Sans un mot de plus, la jeune femme se dirige vers la sortie, le chiot sur ses pas. Pranan hésite un instant puis la suit. Il regarde Faolàn dans les yeux et secoue un peu la tête, incapable de comprendre la réaction de son ami.
~***~
"Installe-toi"
D'abord hésitant, Faolàn s'approche de la table où Allande lui fait signe de s'assoir. Ça fait longtemps qu'il n'était plus assis sur une chaise. Le jeune homme s'installe et ferme les yeux un instant pendant qu' Allande lui verse un verre de vin.
"Pourquoi as-tu réagi comme ça, tout à l'heure ?", demande le guérisseur tandis que le corps de Faolàn se tend douloureusement.
Freyja.
Freyja.
Les souvenirs qu'il avait étranglés, les images d'elle qu'il avait enfouies, tout était revenu le moment où il avait posé les yeux sur cette jeune femme. Elle lui ressemblait tellement que s'en était presque angoissant. Les mêmes yeux. La même voix. Les mêmes cheveux. La même bouche. La même odeur. Et pourtant... Ça ne pouvait être elle. Freyja était morte. Il s'était répété cette phrase dans sa tête encore et encore lorsqu'elle avait posé ses yeux puis sa main sur lui, que son coeur avait accéléré et qu'il avait cru défaillir. Elle n'était pas Freyja, c'est tout ce dont il devait se souvenir, il ne pouvait pas laisser tomber toutes ses barrières qu'il avait construite, ses protections, à cause d'une stupide ressemblance.
De plus, s'il s'agissait d'elle, elle l'aurait reconnu.
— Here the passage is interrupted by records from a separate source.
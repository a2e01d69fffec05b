use serde::{Deserialize, Deserializer, Serialize};
use std::collections::HashMap;

/// Deserialize a `T` that implements `Default` — treats JSON/TOML `null`
/// (or a missing key) the same as `T::default()`. Use with:
///   `#[serde(default, deserialize_with = "deserialize_null_default")]`
fn deserialize_null_default<'de, D, T>(deserializer: D) -> Result<T, D::Error>
where
    D: Deserializer<'de>,
    T: Default + Deserialize<'de>,
{
    Ok(Option::<T>::deserialize(deserializer)?.unwrap_or_default())
}

/// Top-level gateway configuration. Only infrastructure settings live here —
/// the routing table itself is never configured locally, it is derived
/// entirely from the registry by the reconciler.
#[derive(Debug, Clone, Default, Serialize, Deserialize)]
pub struct GatewayConfig {
    #[serde(default)]
    pub consul: ConsulConfig,
}

#[derive(Debug, Clone, Serialize, Deserialize)]
pub struct ConsulConfig {
    /// Base URL of the registry, e.g. `http://localhost:8500`.
    #[serde(default = "default_consul_address")]
    pub address: String,

    /// Defaults to the process name (`CARGO_PKG_NAME`) when empty.
    #[serde(default)]
    pub service_name: String,

    /// Explicit `(address, port)` override for the Address Resolver
    /// (spec §4.B step 1). When unset, the resolver enumerates interfaces.
    #[serde(default)]
    pub service_address: Option<String>,
    #[serde(default)]
    pub service_port: Option<u16>,

    /// Prefixes or regexes used to choose among multiple non-loopback IPv4
    /// interfaces when `service_address` is unset.
    #[serde(default, deserialize_with = "deserialize_null_default")]
    pub preferred_networks: Vec<String>,

    #[serde(default)]
    pub path_prefix: String,
    #[serde(default = "default_weight")]
    pub weight: u32,
    /// Scheme used when *registering* this process (spec §3: default
    /// `http` on the registration side, `https` on the discovery side).
    #[serde(default = "default_registration_scheme")]
    pub http_scheme: String,
    #[serde(default = "default_protocol")]
    pub protocol: String,
    #[serde(default)]
    pub environment: String,

    #[serde(default = "default_health_check_path")]
    pub health_check_path: String,
    #[serde(default = "default_health_check_interval")]
    pub health_check_interval_seconds: u64,
    #[serde(default = "default_health_check_timeout")]
    pub health_check_timeout_seconds: u64,
    #[serde(default = "default_deregister_after")]
    pub deregister_critical_service_after_seconds: u64,

    #[serde(default, deserialize_with = "deserialize_null_default")]
    pub tags: Vec<String>,
    #[serde(default)]
    pub meta: HashMap<String, String>,

    /// Reconciler cadence (spec §4.E).
    #[serde(default = "default_refresh_interval")]
    pub refresh_interval_seconds: u64,

    /// When non-empty, only these service names are discovered (spec §3).
    #[serde(default, deserialize_with = "deserialize_null_default")]
    pub service_names: Vec<String>,

    /// Explicit `serviceName -> routePath` overrides (spec §3, Route
    /// resolution rule 1).
    #[serde(default)]
    pub service_route_mappings: HashMap<String, String>,
}

impl Default for ConsulConfig {
    fn default() -> Self {
        Self {
            address: default_consul_address(),
            service_name: String::new(),
            service_address: None,
            service_port: None,
            preferred_networks: Vec::new(),
            path_prefix: String::new(),
            weight: default_weight(),
            http_scheme: default_registration_scheme(),
            protocol: default_protocol(),
            environment: String::new(),
            health_check_path: default_health_check_path(),
            health_check_interval_seconds: default_health_check_interval(),
            health_check_timeout_seconds: default_health_check_timeout(),
            deregister_critical_service_after_seconds: default_deregister_after(),
            tags: Vec::new(),
            meta: HashMap::new(),
            refresh_interval_seconds: default_refresh_interval(),
            service_names: Vec::new(),
            service_route_mappings: HashMap::new(),
        }
    }
}

fn default_consul_address() -> String {
    "http://localhost:8500".to_string()
}

fn default_weight() -> u32 {
    1
}

fn default_registration_scheme() -> String {
    "http".to_string()
}

fn default_protocol() -> String {
    "http".to_string()
}

fn default_health_check_path() -> String {
    "/health".to_string()
}

fn default_health_check_interval() -> u64 {
    10
}

fn default_health_check_timeout() -> u64 {
    5
}

fn default_deregister_after() -> u64 {
    30
}

fn default_refresh_interval() -> u64 {
    10
}

impl GatewayConfig {
    /// Effective service name: configured value, or the binary's own name.
    pub fn service_name(&self) -> String {
        if self.consul.service_name.is_empty() {
            env!("CARGO_PKG_NAME").to_string()
        } else {
            self.consul.service_name.clone()
        }
    }
}

#[cfg(test)]
mod tests {
    use super::*;

    #[test]
    fn test_gateway_config_defaults() {
        let cfg = GatewayConfig::default();
        assert_eq!(cfg.consul.address, "http://localhost:8500");
        assert_eq!(cfg.consul.weight, 1);
        assert_eq!(cfg.consul.http_scheme, "http");
        assert_eq!(cfg.consul.protocol, "http");
        assert_eq!(cfg.consul.health_check_path, "/health");
        assert_eq!(cfg.consul.health_check_interval_seconds, 10);
        assert_eq!(cfg.consul.health_check_timeout_seconds, 5);
        assert_eq!(cfg.consul.deregister_critical_service_after_seconds, 30);
        assert_eq!(cfg.consul.refresh_interval_seconds, 10);
        assert!(cfg.consul.service_names.is_empty());
        assert!(cfg.consul.service_route_mappings.is_empty());
    }

    #[test]
    fn test_service_name_falls_back_to_package_name() {
        let cfg = GatewayConfig::default();
        assert_eq!(cfg.service_name(), env!("CARGO_PKG_NAME"));
    }

    #[test]
    fn test_consul_config_full_toml() {
        let toml_str = r#"
            [consul]
            address = "http://consul.internal:8500"
            service_name = "weather"
            service_address = "10.0.0.5"
            service_port = 9000
            preferred_networks = ["10.0.", "^192\\.168\\."]
            path_prefix = "/v2/weather"
            weight = 5
            http_scheme = "https"
            protocol = "grpc"
            environment = "prod"
            health_check_path = "/healthz"
            health_check_interval_seconds = 5
            health_check_timeout_seconds = 2
            deregister_critical_service_after_seconds = 60
            tags = ["canary"]
            refresh_interval_seconds = 15
            service_names = ["weather", "forecast"]

            [consul.meta]
            region = "us-east-1"

            [consul.service_route_mappings]
            weather = "/custom/weather"
        "#;

        let cfg: GatewayConfig = toml::from_str(toml_str).unwrap();
        assert_eq!(cfg.consul.address, "http://consul.internal:8500");
        assert_eq!(cfg.consul.service_name, "weather");
        assert_eq!(cfg.consul.service_address, Some("10.0.0.5".to_string()));
        assert_eq!(cfg.consul.service_port, Some(9000));
        assert_eq!(cfg.consul.preferred_networks.len(), 2);
        assert_eq!(cfg.consul.path_prefix, "/v2/weather");
        assert_eq!(cfg.consul.weight, 5);
        assert_eq!(cfg.consul.http_scheme, "https");
        assert_eq!(cfg.consul.protocol, "grpc");
        assert_eq!(cfg.consul.meta["region"], "us-east-1");
        assert_eq!(
            cfg.consul.service_route_mappings["weather"],
            "/custom/weather"
        );
        assert_eq!(cfg.consul.service_names, vec!["weather", "forecast"]);
    }

    #[test]
    fn test_null_preferred_networks_defaults_to_empty() {
        let json = r#"{"consul": {"preferred_networks": null}}"#;
        let cfg: GatewayConfig = serde_json::from_str(json).unwrap();
        assert!(cfg.consul.preferred_networks.is_empty());
    }
}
Elle aurait réagi différemment - cette femme l'avait seulement regardé avec gentillesse et compréhension. Il grogne.
"Faolàn ?"
Allande interrompt le flux de ses pensées et Faolàn fronce les sourcils. Il observe le verre devant lui, incapable de ses souvenir de la question de l'homme et avale une gorgée. L'alcool mi-amère mi-sucré lui brûle doucement la gorge et Faolàn sent son corps relaxer. Bordel qu'est-ce que c'est bon.
"Faolàn, pourquoi tu as parlé à Freyja de la sorte ?"
Allande lui parle comme à un gamin et Faolàn grince des dents. La jeune femme s'appelait aussi Freyja - le destin n'en avait-il pas marre de jouer avec sa vie ? Et comment Allande connait-il son prénom ? Il ne se souvient pas l'avoir dit. Ignorant la dernière question dans sa tête, il ouvre la bouche pour parler.
"Je n'aime pas qu'on me touche.", répond-t-il d'une voix froide, sans explications de plus. Le guérisseur ne bronche pas.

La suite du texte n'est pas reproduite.